> Work to complete
Could you retype every entry below exactly as written?

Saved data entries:

-=-=-

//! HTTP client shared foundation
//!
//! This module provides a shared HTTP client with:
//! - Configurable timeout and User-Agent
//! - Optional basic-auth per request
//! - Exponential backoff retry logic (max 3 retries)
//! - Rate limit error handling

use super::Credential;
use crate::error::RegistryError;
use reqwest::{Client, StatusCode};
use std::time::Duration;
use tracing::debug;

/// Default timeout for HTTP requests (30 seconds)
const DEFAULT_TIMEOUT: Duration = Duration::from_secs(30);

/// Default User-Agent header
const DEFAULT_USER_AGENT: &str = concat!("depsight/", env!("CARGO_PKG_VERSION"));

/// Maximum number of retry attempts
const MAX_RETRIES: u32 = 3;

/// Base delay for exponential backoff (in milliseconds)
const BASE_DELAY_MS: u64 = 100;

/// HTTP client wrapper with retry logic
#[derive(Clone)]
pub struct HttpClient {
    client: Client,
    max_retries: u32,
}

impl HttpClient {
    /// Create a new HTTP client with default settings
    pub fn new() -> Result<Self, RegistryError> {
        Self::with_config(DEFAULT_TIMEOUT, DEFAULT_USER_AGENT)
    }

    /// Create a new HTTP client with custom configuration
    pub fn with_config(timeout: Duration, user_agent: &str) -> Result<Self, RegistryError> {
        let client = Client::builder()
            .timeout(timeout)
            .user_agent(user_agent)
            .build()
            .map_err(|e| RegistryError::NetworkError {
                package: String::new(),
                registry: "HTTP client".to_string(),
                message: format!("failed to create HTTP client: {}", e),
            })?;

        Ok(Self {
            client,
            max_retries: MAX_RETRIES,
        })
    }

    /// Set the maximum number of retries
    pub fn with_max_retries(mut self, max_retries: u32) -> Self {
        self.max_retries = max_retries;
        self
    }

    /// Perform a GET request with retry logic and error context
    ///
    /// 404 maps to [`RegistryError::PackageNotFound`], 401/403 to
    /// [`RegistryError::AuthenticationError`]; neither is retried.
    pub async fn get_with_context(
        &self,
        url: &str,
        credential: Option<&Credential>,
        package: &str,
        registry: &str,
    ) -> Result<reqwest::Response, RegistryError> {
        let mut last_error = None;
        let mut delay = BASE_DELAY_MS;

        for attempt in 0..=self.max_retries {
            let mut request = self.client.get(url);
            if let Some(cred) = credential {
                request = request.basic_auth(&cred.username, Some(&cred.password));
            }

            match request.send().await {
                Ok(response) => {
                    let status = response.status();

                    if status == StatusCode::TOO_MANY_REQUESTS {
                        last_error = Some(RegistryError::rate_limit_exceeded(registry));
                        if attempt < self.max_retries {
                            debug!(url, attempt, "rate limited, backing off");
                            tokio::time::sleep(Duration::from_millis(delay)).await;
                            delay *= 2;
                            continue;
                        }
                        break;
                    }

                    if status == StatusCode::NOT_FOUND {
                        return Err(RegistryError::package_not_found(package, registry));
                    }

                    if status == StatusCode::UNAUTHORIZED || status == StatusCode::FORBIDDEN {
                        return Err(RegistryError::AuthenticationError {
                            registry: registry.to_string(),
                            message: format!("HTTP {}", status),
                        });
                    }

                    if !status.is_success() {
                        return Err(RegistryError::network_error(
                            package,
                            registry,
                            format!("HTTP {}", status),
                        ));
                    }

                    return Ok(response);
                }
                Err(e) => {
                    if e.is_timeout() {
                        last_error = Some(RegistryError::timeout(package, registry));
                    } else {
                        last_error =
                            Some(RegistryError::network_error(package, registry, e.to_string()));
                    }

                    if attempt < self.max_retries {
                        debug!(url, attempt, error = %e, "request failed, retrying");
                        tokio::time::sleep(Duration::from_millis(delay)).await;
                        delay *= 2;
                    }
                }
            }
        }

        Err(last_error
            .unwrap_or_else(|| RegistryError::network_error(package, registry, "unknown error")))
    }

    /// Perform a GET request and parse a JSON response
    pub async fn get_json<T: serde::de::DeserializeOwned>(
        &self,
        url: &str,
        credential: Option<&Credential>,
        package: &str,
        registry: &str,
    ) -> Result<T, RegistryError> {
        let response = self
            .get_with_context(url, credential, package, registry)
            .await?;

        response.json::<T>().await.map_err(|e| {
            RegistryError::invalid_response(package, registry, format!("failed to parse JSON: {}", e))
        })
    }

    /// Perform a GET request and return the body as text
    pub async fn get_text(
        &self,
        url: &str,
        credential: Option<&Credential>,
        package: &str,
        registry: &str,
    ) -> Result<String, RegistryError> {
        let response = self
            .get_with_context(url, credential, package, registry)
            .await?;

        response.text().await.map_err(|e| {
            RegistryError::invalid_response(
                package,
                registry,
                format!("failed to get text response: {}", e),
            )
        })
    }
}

-=-=-

> Completed exercise
//! HTTP client shared foundation
//!
//! This module provides a shared HTTP client with:
//! - Configurable timeout and User-Agent
//! - Optional basic-auth per request
//! - Exponential backoff retry logic (max 3 retries)
//! - Rate limit error handling

use super::Credential;
use crate::error::RegistryError;
use reqwest::{Client, StatusCode};
use std::time::Duration;
use tracing::debug;

/// Default timeout for HTTP requests (30 seconds)
const DEFAULT_TIMEOUT: Duration = Duration::from_secs(30);

/// Default User-Agent header
const DEFAULT_USER_AGENT: &str = concat!("depsight/", env!("CARGO_PKG_VERSION"));

/// Maximum number of retry attempts
const MAX_RETRIES: u32 = 3;

/// Base delay for exponential backoff (in milliseconds)
const BASE_DELAY_MS: u64 = 100;

/// HTTP client wrapper with retry logic
#[derive(Clone)]
pub struct HttpClient {
    client: Client,
    max_retries: u32,
}

impl HttpClient {
    /// Create a new HTTP client with default settings
    pub fn new() -> Result<Self, RegistryError> {
        Self::with_config(DEFAULT_TIMEOUT, DEFAULT_USER_AGENT)
    }

    /// Create a new HTTP client with custom configuration
    pub fn with_config(timeout: Duration, user_agent: &str) -> Result<Self, RegistryError> {
        let client = Client::builder()
            .timeout(timeout)
            .user_agent(user_agent)
            .build()
            .map_err(|e| RegistryError::NetworkError {
                package: String::new(),
                registry: "HTTP client".to_string(),
                message: format!("failed to create HTTP client: {}", e),
            })?;

        Ok(Self {
            client,
            max_retries: MAX_RETRIES,
        })
    }

    /// Set the maximum number of retries
    pub fn with_max_retries(mut self, max_retries: u32) -> Self {
        self.max_retries = max_retries;
        self
    }

    /// Perform a GET request with retry logic and error context
    ///
    /// 404 maps to [`RegistryError::PackageNotFound`], 401/403 to
    /// [`RegistryError::AuthenticationError`]; neither is retried.
    pub async fn get_with_context(
        &self,
        url: &str,
        credential: Option<&Credential>,
        package: &str,
        registry: &str,
    ) -> Result<reqwest::Response, RegistryError> {
        let mut last_error = None;
        let mut delay = BASE_DELAY_MS;

        for attempt in 0..=self.max_retries {
            let mut request = self.client.get(url);
            if let Some(cred) = credential {
                request = request.basic_auth(&cred.username, Some(&cred.password));
            }

            match request.send().await {
                Ok(response) => {
                    let status = response.status();

                    if status == StatusCode::TOO_MANY_REQUESTS {
                        last_error = Some(RegistryError::rate_limit_exceeded(registry));
                        if attempt < self.max_retries {
                            debug!(url, attempt, "rate limited, backing off");
                            tokio::time::sleep(Duration::from_millis(delay)).await;
                            delay *= 2;
                            continue;
                        }
                        break;
                    }

                    if status == StatusCode::NOT_FOUND {
                        return Err(RegistryError::package_not_found(package, registry));
                    }

                    if status == StatusCode::UNAUTHORIZED || status == StatusCode::FORBIDDEN {
                        return Err(RegistryError::AuthenticationError {
                            registry: registry.to_string(),
                            message: format!("HTTP {}", status),
                        });
                    }

                    if !status.is_success() {
                        return Err(RegistryError::network_error(
                            package,
                            registry,
                            format!("HTTP {}", status),
                        ));
                    }

                    return Ok(response);
                }
                Err(e) => {
                    if e.is_timeout() {
                        last_error = Some(RegistryError::timeout(package, registry));
                    } else {
                        last_error =
                            Some(RegistryError::network_error(package, registry, e.to_string()));
                    }

                    if attempt < self.max_retries {
                        debug!(url, attempt, error = %e, "request failed, retrying");
                        tokio::time::sleep(Duration::from_millis(delay)).await;
                        delay *= 2;
                    }
                }
            }
        }

        Err(last_error
            .unwrap_or_else(|| RegistryError::network_error(package, registry, "unknown error")))
    }

    /// Perform a GET request and parse a JSON response
    pub async fn get_json<T: serde::de::DeserializeOwned>(
        &self,
        url: &str,
        credential: Option<&Credential>,
        package: &str,
        registry: &str,
    ) -> Result<T, RegistryError> {
        let response = self
            .get_with_context(url, credential, package, registry)
            .await?;

        response.json::<T>().await.map_err(|e| {
            RegistryError::invalid_response(package, registry, format!("failed to parse JSON: {}", e))
        })
    }

    /// Perform a GET request and return the body as text
    pub async fn get_text(
        &self,
        url: &str,
        credential: Option<&Credential>,
        package: &str,
        registry: &str,
    ) -> Result<String, RegistryError> {
        let response = self
            .get_with_context(url, credential, package, registry)
            .await?;

        response.text().await.map_err(|e| {
            RegistryError::invalid_response(
                package,
                registry,
                format!("failed to get text response: {}", e),
            )
        })
    }
}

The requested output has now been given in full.